A escola surgiu, certamente, quando o ser humano percebeu que era preciso transmitir certos conhecimentos específicos ao maior número possível de pessoas a fim de assegurar a sobrevivência do grupo. Á medida que o processo de geração e renovação de conhecimentos se agigantou e os grupos sociais se diferenciaram, a instituição escolar passou a inventar maneiras de facilitar sua tarefa. Ainda não descobriu a melhor, mas já tem, ao menos, certeza de que o eixo de qualquer proposta pedagógica deve ser a palavra “construção”. A idéia de levar o aluno a construir seu próprio conhecimento, hoje presente até nas diretrizes do MEC, é que tem guiado a prática de educadores ansiosos pela melhoria do ensino público no país.
Claro que, quando falamos em construir o saber, dois nomes nos vêm à mente. Jean Piaget, autor da teoria dos estágios de desenvolvimento, ou sua discípula, a psicolingüista argentina Emília Ferreiro, hoje lecionando no México, e cuja “Psicogênese da Língua Escrita” completa mais de duas décadas. Longe de serem inventores de métodos, eles são, sim, desbravadores dos labirintos onde se processa a aprendizagem. E a descoberta de que essa aprendizagem simplesmente acontece, com ou sem mediação da escola, tem feito educadores repensarem toda sua prática pedagógica e olharem seus alunos com outros olhos.

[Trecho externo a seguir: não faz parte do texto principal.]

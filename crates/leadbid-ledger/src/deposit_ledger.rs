//! The deposit ledger.
//!
//! Tracks three kinds of holdings:
//! - per-account `available` / `locked` balances,
//! - per-(listing, bidder) bid deposits (the breakdown of `locked`),
//! - per-escrow custody (value that belongs to neither party until settled).
//!
//! All mutations are atomic: every check runs before the first balance is
//! touched, so an operation either fully applies or leaves the ledger
//! unchanged. The ledger is the only resource shared by the bid store and
//! the escrow engine.

use std::collections::HashMap;

use leadbid_types::{
    AccountId, BalanceEntry, EscrowId, LeadbidError, ListingId, Result, constants,
};
use rust_decimal::Decimal;

use crate::supply_conservation::{SupplyConservation, SupplySnapshot};

/// Manages account balances, bid deposits and escrow custody.
pub struct DepositLedger {
    /// Per-account balances.
    balances: HashMap<AccountId, BalanceEntry>,
    /// Locked bid deposits, keyed by (listing, bidder).
    deposits: HashMap<(ListingId, AccountId), Decimal>,
    /// Value held on behalf of each escrow.
    custody: HashMap<EscrowId, Decimal>,
    /// External inflow/outflow tracker.
    supply: SupplyConservation,
}

impl DepositLedger {
    /// Create a new empty ledger.
    #[must_use]
    pub fn new() -> Self {
        Self {
            balances: HashMap::new(),
            deposits: HashMap::new(),
            custody: HashMap::new(),
            supply: SupplyConservation::new(),
        }
    }

    /// External inflow: increases the account's available balance.
    ///
    /// # Errors
    /// Returns `InvalidAmount` if `amount` is not positive or above
    /// [`constants::MAX_AMOUNT`].
    pub fn credit(&mut self, account: AccountId, amount: Decimal) -> Result<()> {
        ensure_transferable(amount)?;
        self.balances.entry(account).or_default().available += amount;
        self.supply.record_credit(amount);
        Ok(())
    }

    /// External outflow: decreases the account's available balance.
    ///
    /// # Errors
    /// Returns `InsufficientBalance` if available < amount.
    pub fn withdraw(&mut self, account: AccountId, amount: Decimal) -> Result<()> {
        ensure_transferable(amount)?;
        self.debit_available(account, amount)?;
        self.supply.record_withdrawal(amount);
        Ok(())
    }

    /// Lock a bid deposit (available → locked).
    ///
    /// # Errors
    /// - `DuplicateDeposit` if this bidder already has a deposit on the listing
    /// - `InsufficientBalance` if available < amount
    pub fn lock_deposit(
        &mut self,
        listing_id: ListingId,
        bidder: AccountId,
        amount: Decimal,
    ) -> Result<()> {
        if amount.is_sign_negative() {
            return Err(LeadbidError::InvalidAmount(amount));
        }
        if self.deposits.contains_key(&(listing_id, bidder)) {
            return Err(LeadbidError::DuplicateDeposit { listing_id, bidder });
        }
        self.debit_available(bidder, amount)?;
        self.balances.entry(bidder).or_default().locked += amount;
        self.deposits.insert((listing_id, bidder), amount);
        Ok(())
    }

    /// Return a locked deposit to the bidder (locked → available).
    ///
    /// # Errors
    /// Returns `DepositNotLocked` if no deposit is held.
    pub fn release_deposit(&mut self, listing_id: ListingId, bidder: AccountId) -> Result<Decimal> {
        let amount = self.take_deposit(listing_id, bidder)?;
        self.balances.entry(bidder).or_default().available += amount;
        Ok(amount)
    }

    /// Convert a locked deposit into an escrow funding contribution
    /// (locked → escrow custody) in one step.
    ///
    /// # Errors
    /// Returns `DepositNotLocked` if no deposit is held.
    pub fn convert_deposit_to_escrow(
        &mut self,
        listing_id: ListingId,
        bidder: AccountId,
        escrow_id: EscrowId,
    ) -> Result<Decimal> {
        let amount = self.take_deposit(listing_id, bidder)?;
        *self.custody.entry(escrow_id).or_insert(Decimal::ZERO) += amount;
        tracing::debug!(
            listing = %listing_id,
            bidder = %bidder,
            escrow = %escrow_id,
            %amount,
            "Deposit converted into escrow contribution"
        );
        Ok(amount)
    }

    /// Move funds from the payer's available balance into escrow custody.
    ///
    /// # Errors
    /// Returns `InsufficientBalance` if available < amount.
    pub fn fund_escrow_from_available(
        &mut self,
        payer: AccountId,
        escrow_id: EscrowId,
        amount: Decimal,
    ) -> Result<()> {
        if amount.is_sign_negative() {
            return Err(LeadbidError::InvalidAmount(amount));
        }
        self.debit_available(payer, amount)?;
        *self.custody.entry(escrow_id).or_insert(Decimal::ZERO) += amount;
        Ok(())
    }

    /// Pay an escrow out: `expected - fee` to the payee, `fee` to the fee
    /// recipient. Custody must hold exactly `expected`.
    ///
    /// # Errors
    /// Returns `EscrowCustodyMismatch` if custody ≠ expected, or
    /// `InvalidAmount` if the fee is negative or exceeds the amount.
    pub fn pay_out_escrow(
        &mut self,
        escrow_id: EscrowId,
        expected: Decimal,
        payee: AccountId,
        fee_recipient: AccountId,
        fee: Decimal,
    ) -> Result<()> {
        if fee.is_sign_negative() || fee > expected {
            return Err(LeadbidError::InvalidAmount(fee));
        }
        self.take_custody(escrow_id, expected)?;
        self.balances.entry(payee).or_default().available += expected - fee;
        if !fee.is_zero() {
            self.balances.entry(fee_recipient).or_default().available += fee;
        }
        tracing::debug!(escrow = %escrow_id, payee = %payee, %expected, %fee, "Escrow custody paid out");
        Ok(())
    }

    /// Return an escrow's full custody to the payer.
    ///
    /// # Errors
    /// Returns `EscrowCustodyMismatch` if custody ≠ expected.
    pub fn refund_escrow(
        &mut self,
        escrow_id: EscrowId,
        expected: Decimal,
        payer: AccountId,
    ) -> Result<()> {
        self.take_custody(escrow_id, expected)?;
        self.balances.entry(payer).or_default().available += expected;
        Ok(())
    }

    /// Get the balance for an account.
    #[must_use]
    pub fn balance(&self, account: AccountId) -> BalanceEntry {
        self.balances.get(&account).cloned().unwrap_or_default()
    }

    /// The deposit currently locked by `bidder` on `listing_id`, if any.
    #[must_use]
    pub fn locked_deposit(&self, listing_id: ListingId, bidder: AccountId) -> Option<Decimal> {
        self.deposits.get(&(listing_id, bidder)).copied()
    }

    /// Value held in custody for an escrow.
    #[must_use]
    pub fn escrow_custody(&self, escrow_id: EscrowId) -> Decimal {
        self.custody.get(&escrow_id).copied().unwrap_or(Decimal::ZERO)
    }

    /// Where all value in the ledger currently sits.
    #[must_use]
    pub fn snapshot(&self) -> SupplySnapshot {
        SupplySnapshot {
            balances: self.balances.values().map(BalanceEntry::total).sum(),
            custody: self.custody.values().copied().sum(),
        }
    }

    /// Total value in the ledger: all balances plus all escrow custody.
    #[must_use]
    pub fn total_supply(&self) -> Decimal {
        self.snapshot().total()
    }

    /// Verify the supply conservation invariant.
    ///
    /// # Errors
    /// Returns `SupplyInvariantViolation` if value was created or destroyed.
    pub fn verify_supply(&self) -> Result<()> {
        self.supply.verify(self.snapshot())
    }

    fn debit_available(&mut self, account: AccountId, amount: Decimal) -> Result<()> {
        if amount.is_zero() {
            return Ok(());
        }
        let entry = self
            .balances
            .get_mut(&account)
            .ok_or(LeadbidError::InsufficientBalance {
                needed: amount,
                available: Decimal::ZERO,
            })?;

        entry.ensure_covers(amount)?;
        entry.available -= amount;
        Ok(())
    }

    fn take_deposit(&mut self, listing_id: ListingId, bidder: AccountId) -> Result<Decimal> {
        let amount = self
            .deposits
            .remove(&(listing_id, bidder))
            .ok_or(LeadbidError::DepositNotLocked { listing_id, bidder })?;
        // `locked` is the sum of the account's deposits, so it covers `amount`.
        self.balances.entry(bidder).or_default().locked -= amount;
        Ok(amount)
    }

    fn take_custody(&mut self, escrow_id: EscrowId, expected: Decimal) -> Result<()> {
        let held = self.escrow_custody(escrow_id);
        if held != expected {
            return Err(LeadbidError::EscrowCustodyMismatch {
                escrow_id,
                expected,
                held,
            });
        }
        self.custody.remove(&escrow_id);
        Ok(())
    }
}

impl Default for DepositLedger {
    fn default() -> Self {
        Self::new()
    }
}

fn ensure_transferable(amount: Decimal) -> Result<()> {
    if amount <= Decimal::ZERO || amount > constants::MAX_AMOUNT {
        return Err(LeadbidError::InvalidAmount(amount));
    }
    Ok(())
}
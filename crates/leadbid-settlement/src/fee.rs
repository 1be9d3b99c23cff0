//! Platform fee on escrow release.

use leadbid_types::constants::{AMOUNT_SCALE, BPS_DENOMINATOR};
use leadbid_types::{LeadbidError, Result};
use rust_decimal::{Decimal, RoundingStrategy};

/// `amount * fee_bps / 10_000`, rounded down to the ledger scale.
///
/// # Errors
/// Returns `InvalidAmount` if the product overflows `Decimal`.
pub fn platform_fee(amount: Decimal, fee_bps: u32) -> Result<Decimal> {
    amount
        .checked_mul(Decimal::from(fee_bps))
        .and_then(|scaled| scaled.checked_div(Decimal::from(BPS_DENOMINATOR)))
        .map(|fee| fee.round_dp_with_strategy(AMOUNT_SCALE, RoundingStrategy::ToZero))
        .ok_or(LeadbidError::InvalidAmount(amount))
}

/// Split a release into `(payout, fee)`. The parts always sum to `amount`.
///
/// # Errors
/// Propagates overflow from [`platform_fee`].
pub fn split_release(amount: Decimal, fee_bps: u32) -> Result<(Decimal, Decimal)> {
    let fee = platform_fee(amount, fee_bps)?;
    Ok((amount - fee, fee))
}

#[cfg(test)]
mod tests {
    use super::*;

    #[test]
    fn default_fee() {
        assert_eq!(platform_fee(Decimal::new(150, 0), 250).unwrap(), Decimal::new(375, 2));
    }

    #[test]
    fn rounds_down() {
        // 0.99 * 2.5% = 0.02475
        assert_eq!(platform_fee(Decimal::new(99, 2), 250).unwrap(), Decimal::new(2, 2));
        // 0.01 * 2.5% = 0.00025
        assert_eq!(platform_fee(Decimal::new(1, 2), 250).unwrap(), Decimal::ZERO);
    }

    #[test]
    fn zero_bps_is_free() {
        assert_eq!(platform_fee(Decimal::new(1000, 0), 0).unwrap(), Decimal::ZERO);
    }

    #[test]
    fn split_sums_to_amount() {
        let amount = Decimal::new(123_457, 2);
        let (payout, fee) = split_release(amount, 250).unwrap();
        assert_eq!(payout + fee, amount);
        assert_eq!(fee, Decimal::new(3086, 2));
    }

    #[test]
    fn overflow_is_an_error() {
        let err = platform_fee(Decimal::MAX, 250).unwrap_err();
        assert!(matches!(err, LeadbidError::InvalidAmount(a) if a == Decimal::MAX));
        assert!(split_release(Decimal::MAX, 250).is_err());

        let cap = leadbid_types::constants::MAX_AMOUNT;
        let (payout, fee) = split_release(cap, 10_000).unwrap();
        assert_eq!((payout, fee), (Decimal::ZERO, cap));
    }
}
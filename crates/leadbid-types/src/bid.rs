//! Sealed bids and their deposits.
//!
//! ## State Machine
//!
//! ```text
//!   ┌───────────┐ reveal ┌──────────┐ resolve (winner) ┌──────────┐
//!   │ COMMITTED ├───────▶│ REVEALED ├─────────────────▶│ ACCEPTED │
//!   └─────┬─────┘        └────┬─────┘                  └──────────┘
//!         │ resolve/buy-now   │ below reserve / lost / buy-now
//!         ▼                   ▼
//!   ┌──────────────────────────────┐
//!   │           REJECTED           │  deposit withdrawable
//!   └──────────────────────────────┘
//! ```
//!
//! The deposit has its own small lifecycle ([`DepositState`]) so that a
//! withdrawal is a state check on the bid record, never a side table.

use std::fmt;

use chrono::{DateTime, Utc};
use rust_decimal::Decimal;
use serde::{Deserialize, Serialize};

use crate::{AccountId, Commitment, LeadbidError, ListingId, Result};

/// Lifecycle of a bid.
#[derive(Debug, Clone, Copy, PartialEq, Eq, Hash, Serialize, Deserialize)]
pub enum BidStatus {
    Committed,
    Revealed,
    Accepted,
    Rejected,
}

impl BidStatus {
    #[must_use]
    pub fn can_transition_to(self, target: Self) -> bool {
        matches!(
            (self, target),
            (Self::Committed, Self::Revealed | Self::Rejected)
                | (Self::Revealed, Self::Accepted | Self::Rejected)
        )
    }
}

impl fmt::Display for BidStatus {
    fn fmt(&self, f: &mut fmt::Formatter<'_>) -> fmt::Result {
        match self {
            Self::Committed => write!(f, "COMMITTED"),
            Self::Revealed => write!(f, "REVEALED"),
            Self::Accepted => write!(f, "ACCEPTED"),
            Self::Rejected => write!(f, "REJECTED"),
        }
    }
}

/// Where the bid was placed from.
#[derive(Debug, Clone, Copy, PartialEq, Eq, Hash, Serialize, Deserialize)]
pub enum BidOrigin {
    /// Placed through the marketplace itself.
    OnPlatform,
    /// Placed from an off-site integration (partner API, agent).
    External,
}

/// What happened to the deposit locked at commit time.
#[derive(Debug, Clone, Copy, PartialEq, Eq, Hash, Serialize, Deserialize)]
pub enum DepositState {
    /// Held by the ledger.
    Locked,
    /// Given back to the bidder via withdrawal.
    Returned,
    /// Converted into the winner's escrow contribution.
    Applied,
}

/// One bidder's sealed bid on one listing. Keyed by `(listing_id, bidder)`.
#[derive(Debug, Clone, Serialize, Deserialize)]
pub struct Bid {
    pub listing_id: ListingId,
    pub bidder: AccountId,
    pub commitment: Commitment,
    pub origin: BidOrigin,
    /// Set only after a successful reveal.
    pub revealed_amount: Option<Decimal>,
    pub deposit: Decimal,
    pub deposit_state: DepositState,
    pub status: BidStatus,
    pub committed_at: DateTime<Utc>,
    pub revealed_at: Option<DateTime<Utc>>,
    /// Global order in which reveals were accepted. Lower wins ties.
    pub reveal_sequence: Option<u64>,
}

impl Bid {
    /// A freshly committed bid with its deposit locked.
    #[must_use]
    pub fn committed(
        listing_id: ListingId,
        bidder: AccountId,
        commitment: Commitment,
        origin: BidOrigin,
        deposit: Decimal,
        now: DateTime<Utc>,
    ) -> Self {
        Self {
            listing_id,
            bidder,
            commitment,
            origin,
            revealed_amount: None,
            deposit,
            deposit_state: DepositState::Locked,
            status: BidStatus::Committed,
            committed_at: now,
            revealed_at: None,
            reveal_sequence: None,
        }
    }

    /// Whether the deposit can be withdrawn: the bid lost (or was never
    /// eligible) and the deposit is still held.
    #[must_use]
    pub fn is_withdrawable(&self) -> bool {
        self.status == BidStatus::Rejected && self.deposit_state == DepositState::Locked
    }

    /// Move to `target`, enforcing the state machine.
    ///
    /// # Errors
    /// Returns `NotEligible` if the transition is not allowed.
    pub fn transition(&mut self, target: BidStatus) -> Result<()> {
        if !self.status.can_transition_to(target) {
            return Err(LeadbidError::NotEligible {
                reason: format!(
                    "bid by {} on {} cannot move from {} to {target}",
                    self.bidder, self.listing_id, self.status
                ),
            });
        }
        self.status = target;
        Ok(())
    }
}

Não é nosso propósito mergulhar numa discussão acadêmica acerca do construtivismo, mas frisar o princípio em que ele se assenta: o saber não é algo que se deposita no indivíduo, como numa conta bancária, como dizia Paulo Freire. É algo que construímos interagindo com nosso meio. Ao chegar à escola a fim de desenvolver habilidades específicas e aumentar seu saber, a criança já traz, portanto, um cabedal de conhecimentos. Basear nele o processo de ensino-aprendizagem parece ser o segredo para o bom desempenho escolar, seja qual for a origem, a história e as dificuldades do aluno.
A questão é que, ao ignorar a identidade e o saber anterior dos alunos, a escola dificulta sua própria tarefa de ensinar e desvaloriza as conquistas pessoais que eles tiveram antes de iniciar-se a educação formal. Assim, ela retira qualquer estímulo para que eles se lancem em outras aventuras: e a aprendizagem nada mais é que uma grande aventura na qual as crianças se lançam com enorme interesse desde que nascem, movidas pela curiosidade pelo mundo que as rodeia.